De son côté, l’autrice et militante féministe Fedwa Misk, invitée du premier épisode de « Sma3 Sawt Al Fen », pointe du doigt cette fragilité du statut de l’artiste, en évoquant ses débuts dans le milieu, après avoir étudié en médecine. « Au début, ma mère était fière de moi… mais quand elle voyait que je n’avançais pas bien dans mes études et dans ma thèse, c’était devenu la guerre », se souvient la fondatrice de Qandisha, webzine collaboratif féminin, fondé en 2011, qui a été séduite par le monde de l’écriture, du théâtre et de la BD, renonçant ainsi à son métier de médecin.
Par ailleurs, les deux acteurs s’accordent à dire qu’au Maroc, l’artiste reste mal vu et « dévalorisé par la société ». « Parce que, explique Mehdi Azdem, au regard de la population et de la société, le travail de l’artiste reste quelque chose de secondaire ». En plus, « au niveau de la législation, il n’existe pas de couverture sociale généralisée ou la garantie d’une retraite pour les travailleurs ou les artistes », fait savoir le chercheur.

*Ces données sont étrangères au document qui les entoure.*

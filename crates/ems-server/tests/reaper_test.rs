//! Tests for the expired-session reaper.

use std::time::Duration;

use chrono::{Duration as ChronoDuration, Utc};
use ems_core::models::session::CreateSession;
use ems_core::repository::SessionRepository;
use ems_db::repository::SurrealSessionRepository;
use ems_server::reaper::SessionReaper;
use surrealdb::Surreal;
use surrealdb::engine::local::Mem;
use uuid::Uuid;

async fn setup() -> SurrealSessionRepository<surrealdb::engine::local::Db> {
    let db = Surreal::new::<Mem>(()).await.unwrap();
    db.use_ns("test").use_db("test").await.unwrap();
    ems_db::run_migrations(&db).await.unwrap();
    SurrealSessionRepository::new(db)
}

fn session(id_char: char, hours_from_now: i64) -> CreateSession {
    CreateSession {
        session_id: id_char.to_string().repeat(64),
        user_id: Uuid::new_v4(),
        expires_at: Utc::now() + ChronoDuration::hours(hours_from_now),
        user_agent: None,
        ip_address: None,
    }
}

#[tokio::test]
async fn run_once_deletes_only_expired_sessions() {
    let repo = setup().await;

    repo.create(session('1', -2)).await.unwrap();
    repo.create(session('2', -1)).await.unwrap();
    let live = repo.create(session('3', 8)).await.unwrap();

    let reaper = SessionReaper::new(repo.clone());
    reaper.run_once().await;

    assert!(repo.get(&"1".repeat(64)).await.is_err());
    assert!(repo.get(&"2".repeat(64)).await.is_err());
    assert!(repo.get(&live.session_id).await.is_ok());
}

#[tokio::test]
async fn spawned_reaper_runs_immediately_and_stops_on_shutdown() {
    let repo = setup().await;
    repo.create(session('a', -1)).await.unwrap();

    // Long interval: only the immediate first tick can do the work.
    let handle = SessionReaper::new(repo.clone())
        .with_interval(Duration::from_secs(3600))
        .spawn();

    // Give the first tick a moment to run.
    tokio::time::sleep(Duration::from_millis(100)).await;
    assert!(repo.get(&"a".repeat(64)).await.is_err());

    handle.shutdown().await;
}
//! EMS Auth — password verification, access-token issuance/validation,
//! and session lifecycle management.

pub mod config;
pub mod error;
pub mod password;
pub mod service;
pub mod token;

pub use config::AuthConfig;
pub use error::AuthError;
pub use service::{AuthContext, LoginInput, LoginOutput, RegisterInput, SessionManager};
pub use token::AccessTokenClaims;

Il faut créer un public qui soit initié à aller voir des spectacles de théâtre, acheter des livres, afin de sortir de cette logique de gratuité de faire les choses sans aucune vision
Dans ces circonstances non enviables, l’artiste est condamné à multiplier les casquettes, pour se procurer une sorte de « sécurité que l’art et la culture n’offrent, malheureusement, pas », avoue Fedwa Misk. Et d’ajouter : « je suis obligée, malgré mon métier de consultante auprès de plusieurs organismes, de faire pas mal de choses pour subvenir à mes besoins », raconte-t-elle à « Sma3 Sawt Alfen ».
Que faire ?
« 90% des artistes font (ce qu’ils font) par passion, ce n’est pas parce qu’ils ne peuvent pas travailler ou galérer, mais c’est (leur) ADN qui s’exprime », explique Fedwa Misk, qui, elle-même, n’a pas échappé au poids des stéréotypes et des clichés qui menacent toute créativité. D’où l’importance d’« appliquer les textes de loi existants, car il ne suffit pas de mettre en place des statuts et des lois organiques qui restent noir sur blanc, il faut les appliquer sur le terrain et faire le suivi avec les acteurs, avec les artistes, aussi bien dans le milieu urbain que rural, que l’on a tendance à oublier », insiste Mehdi Azdem.
« Il faut créer aussi un public qui soit initié à aller voir des spectacles de théâtre, acheter des bouquins, afin de sortir un peu de cette logique de gratuité de faire les choses sans aucune vision », recommande le spécialiste.
Pour sa part, Fedwa Misk appelle à la mise en place d’un « système de retraite obligatoire et symbolique » et à donner des occasions aux artistes qui sont en mesure de contribuer significativement dans le développement du secteur. « Au lieu d’employer des fonctionnaires… Mieux vaut recruter des artistes qui sont là et qui ont besoin de travailler », confie-t-elle.